The travel industry -- and the nation -- was diminished last month
by the loss of two major figures, Curtis Carlson and William
Toohey. Despite singular accomplishments that were widely
recognized by the trade, both were largely unknown to an American
public nonetheless enriched by their contributions.
Carlson, who died at 84 on Feb. 19, was the embodiment of a
Horatio Alger hero.
The son of hardworking Swedish immigrants, he parlayed guts,
brains and vision into an empire that at the time of his death
encompassed 147,000 employees worldwide, reported $7.8 billion in
annual revenues and was worth another $14.2 billion in annual
revenues to franchisees and licensees.
With momentous business decisions these days increasingly
hinging on the whims of focus groups and "team-think" strategists,
Carlson's brand of entrepreneurial enterprise will be sorely
Toohey, who died on Feb. 8 at 72, made significant contributions
to the domestic side of the industry during his long tenure at the
Travel Industry Association and its predecessor organizations.

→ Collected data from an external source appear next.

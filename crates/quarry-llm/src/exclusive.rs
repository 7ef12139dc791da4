//! Serializing wrapper for backends that cannot run concurrent generations.

use std::sync::Arc;

use tokio::sync::Mutex;

use crate::error::LlmError;
use crate::provider::{ChatStream, LlmProvider, Message};

/// Wraps a provider so at most one generation is in flight at a time.
///
/// Local inference backends share mutable generation state in the loaded model;
/// concurrent calls queue on an async mutex instead of interleaving.
#[derive(Debug)]
pub struct ExclusiveProvider<P> {
    inner: Arc<P>,
    gate: Arc<Mutex<()>>,
}

impl<P> Clone for ExclusiveProvider<P> {
    fn clone(&self) -> Self {
        Self {
            inner: Arc::clone(&self.inner),
            gate: Arc::clone(&self.gate),
        }
    }
}

impl<P: LlmProvider> ExclusiveProvider<P> {
    #[must_use]
    pub fn new(inner: P) -> Self {
        Self {
            inner: Arc::new(inner),
            gate: Arc::new(Mutex::new(())),
        }
    }
}

impl<P: LlmProvider> LlmProvider for ExclusiveProvider<P> {
    async fn chat(&self, messages: &[Message]) -> Result<String, LlmError> {
        let _guard = self.gate.lock().await;
        self.inner.chat(messages).await
    }

    async fn chat_stream(&self, messages: &[Message]) -> Result<ChatStream, LlmError> {
        // Holds the gate only for stream setup; local backends buffer the rest.
        let _guard = self.gate.lock().await;
        self.inner.chat_stream(messages).await
    }

    fn supports_streaming(&self) -> bool {
        self.inner.supports_streaming()
    }

    async fn embed(&self, text: &str) -> Result<Vec<f32>, LlmError> {
        let _guard = self.gate.lock().await;
        self.inner.embed(text).await
    }

    fn supports_embeddings(&self) -> bool {
        self.inner.supports_embeddings()
    }

    fn name(&self) -> &str {
        self.inner.name()
    }
}

#[cfg(test)]
mod tests {
    use super::*;
    use crate::mock::MockProvider;

    #[tokio::test]
    async fn delegates_chat() {
        let provider = ExclusiveProvider::new(MockProvider::with_responses(vec!["hi".into()]));
        assert_eq!(provider.chat(&[Message::user("q")]).await.unwrap(), "hi");
        assert_eq!(provider.name(), "mock");
    }

    #[tokio::test]
    async fn concurrent_chats_both_complete() {
        let provider = ExclusiveProvider::new(
            MockProvider::with_responses(vec!["a".into(), "b".into()]).with_delay(10),
        );
        let p1 = provider.clone();
        let p2 = provider.clone();

        let m1 = [Message::user("1")];
        let m2 = [Message::user("2")];
        let (r1, r2) = tokio::join!(p1.chat(&m1), p2.chat(&m2));

        let mut got = vec![r1.unwrap(), r2.unwrap()];
        got.sort();
        assert_eq!(got, vec!["a", "b"]);
    }
}
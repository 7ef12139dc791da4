#[derive(Debug, thiserror::Error)]
pub enum LlmError {
    #[error("HTTP request failed: {0}")]
    Http(#[from] reqwest::Error),

    #[error("JSON parse failed: {0}")]
    Json(#[from] serde_json::Error),

    #[error("rate limited")]
    RateLimited,

    #[error("request timed out after {seconds}s")]
    Timeout { seconds: u64 },

    #[error("empty response from {provider}")]
    EmptyResponse { provider: &'static str },

    #[error("embedding not supported by {provider}")]
    EmbedUnsupported { provider: &'static str },

    #[error("{0}")]
    Other(String),
}

impl LlmError {
    /// Whether a caller may retry the same call and reasonably expect success.
    #[must_use]
    pub fn is_transient(&self) -> bool {
        match self {
            Self::RateLimited | Self::Timeout { .. } => true,
            Self::Http(e) => e.is_timeout() || e.is_connect(),
            _ => false,
        }
    }
}

pub type Result<T> = std::result::Result<T, LlmError>;
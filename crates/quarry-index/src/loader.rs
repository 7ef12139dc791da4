//! Per-format text extraction into [`Chunk`]s.

use std::path::{Path, PathBuf};

use crate::chunk::{Chunk, ChunkId, FileId, SplitterConfig, TextSplitter};
use crate::error::{IndexError, Result};

const TEXT_EXTENSIONS: &[&str] = &["txt", "md", "markdown", "csv", "log", "rst"];

/// Whether the loader knows how to extract text from this path.
#[must_use]
pub fn is_supported(path: &Path) -> bool {
    let Some(ext) = path.extension().and_then(|e| e.to_str()) else {
        return false;
    };
    let ext = ext.to_ascii_lowercase();
    if TEXT_EXTENSIONS.contains(&ext.as_str()) {
        return true;
    }
    cfg!(feature = "pdf") && ext == "pdf"
}

/// Extract the full text of one file.
///
/// # Errors
///
/// Returns `IndexError::Extraction` for unsupported or unreadable files.
pub async fn extract_text(path: &Path) -> Result<String> {
    let ext = path
        .extension()
        .and_then(|e| e.to_str())
        .map(str::to_ascii_lowercase)
        .unwrap_or_default();

    if TEXT_EXTENSIONS.contains(&ext.as_str()) {
        return Ok(tokio::fs::read_to_string(path).await?);
    }

    #[cfg(feature = "pdf")]
    if ext == "pdf" {
        let owned = path.to_path_buf();
        let text = tokio::task::spawn_blocking(move || {
            pdf_extract::extract_text(&owned).map_err(|e| IndexError::Extraction {
                path: owned.display().to_string(),
                reason: e.to_string(),
            })
        })
        .await
        .map_err(|e| IndexError::Other(format!("extraction task failed: {e}")))??;
        return Ok(text);
    }

    Err(IndexError::Extraction {
        path: path.display().to_string(),
        reason: format!("unsupported extension {ext:?}"),
    })
}

/// Walk `roots`, extract text from every supported file, and split into chunks.
///
/// Files that fail extraction are logged and skipped; the pass continues.
///
/// # Errors
///
/// Returns an error only if a root directory itself cannot be read.
pub async fn load_chunks(roots: &[PathBuf], splitter: &SplitterConfig) -> Result<Vec<Chunk>> {
    let mut files = Vec::new();
    for root in roots {
        collect_files(root, &mut files)?;
    }
    files.sort();

    let splitter = TextSplitter::new(splitter.clone());
    let mut chunks = Vec::new();
    let mut next_chunk = 0u64;

    for (file_idx, path) in files.iter().enumerate() {
        let text = match extract_text(path).await {
            Ok(t) => t,
            Err(e) => {
                tracing::warn!("skipping {}: {e}", path.display());
                continue;
            }
        };

        let file_name = path
            .file_name()
            .map(|n| n.to_string_lossy().to_string())
            .unwrap_or_default();

        for (text, char_range) in splitter.split(&text) {
            chunks.push(Chunk {
                id: ChunkId(next_chunk),
                file_id: FileId(file_idx as u64),
                file_path: path.display().to_string(),
                file_name: file_name.clone(),
                text,
                char_range,
            });
            next_chunk += 1;
        }
    }

    tracing::info!(
        files = files.len(),
        chunks = chunks.len(),
        "chunk extraction complete"
    );
    Ok(chunks)
}

fn collect_files(root: &Path, out: &mut Vec<PathBuf>) -> Result<()> {
    if root.is_file() {
        if is_supported(root) {
            out.push(root.to_path_buf());
        }
        return Ok(());
    }
    for entry in std::fs::read_dir(root)? {
        let entry = entry?;
        let path = entry.path();
        if path.is_dir() {
            collect_files(&path, out)?;
        } else if is_supported(&path) {
            out.push(path);
        }
    }
    Ok(())
}
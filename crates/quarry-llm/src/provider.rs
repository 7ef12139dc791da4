use std::future::Future;
use std::pin::Pin;

use serde::{Deserialize, Serialize};
use tokio_stream::Stream;

use crate::error::LlmError;

#[derive(Clone, Copy, Debug, PartialEq, Eq, Serialize, Deserialize)]
#[serde(rename_all = "lowercase")]
pub enum Role {
    System,
    User,
    Assistant,
}

#[derive(Clone, Debug, Serialize, Deserialize)]
pub struct Message {
    pub role: Role,
    pub content: String,
}

impl Message {
    #[must_use]
    pub fn system(content: impl Into<String>) -> Self {
        Self {
            role: Role::System,
            content: content.into(),
        }
    }

    #[must_use]
    pub fn user(content: impl Into<String>) -> Self {
        Self {
            role: Role::User,
            content: content.into(),
        }
    }

    #[must_use]
    pub fn assistant(content: impl Into<String>) -> Self {
        Self {
            role: Role::Assistant,
            content: content.into(),
        }
    }
}

/// Incremental text chunks from a streaming generation.
pub type ChatStream = Pin<Box<dyn Stream<Item = Result<String, LlmError>> + Send>>;

pub trait LlmProvider: Send + Sync {
    /// Send messages to the LLM and return the assistant response.
    ///
    /// # Errors
    ///
    /// Returns an error if the provider fails to communicate or the response is invalid.
    fn chat(&self, messages: &[Message])
    -> impl Future<Output = Result<String, LlmError>> + Send;

    /// Streaming variant of [`chat`](LlmProvider::chat).
    ///
    /// Providers without native streaming may return a single-item stream.
    ///
    /// # Errors
    ///
    /// Returns an error if the provider fails to start the generation.
    fn chat_stream(
        &self,
        messages: &[Message],
    ) -> impl Future<Output = Result<ChatStream, LlmError>> + Send;

    fn supports_streaming(&self) -> bool;

    /// Map text to a fixed-length vector. Deterministic per model version.
    ///
    /// # Errors
    ///
    /// Returns an error if the provider has no embedding model or the call fails.
    fn embed(&self, text: &str) -> impl Future<Output = Result<Vec<f32>, LlmError>> + Send;

    fn supports_embeddings(&self) -> bool;

    fn name(&self) -> &str;
}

We owe to him the U.S. Travel Data Center, the annual TIA Pow
Wow, the Travel and Tourism Government Affairs Council -- the
industry's lobbying group -- and National Tourism Week.
As the head of TIA, he worked quietly to foster a greater
understanding of the industry within the halls of government. He
frequently was in the news, but he did not seek the spotlight, and
his shyness and modesty left many thinking he was a bit aloof.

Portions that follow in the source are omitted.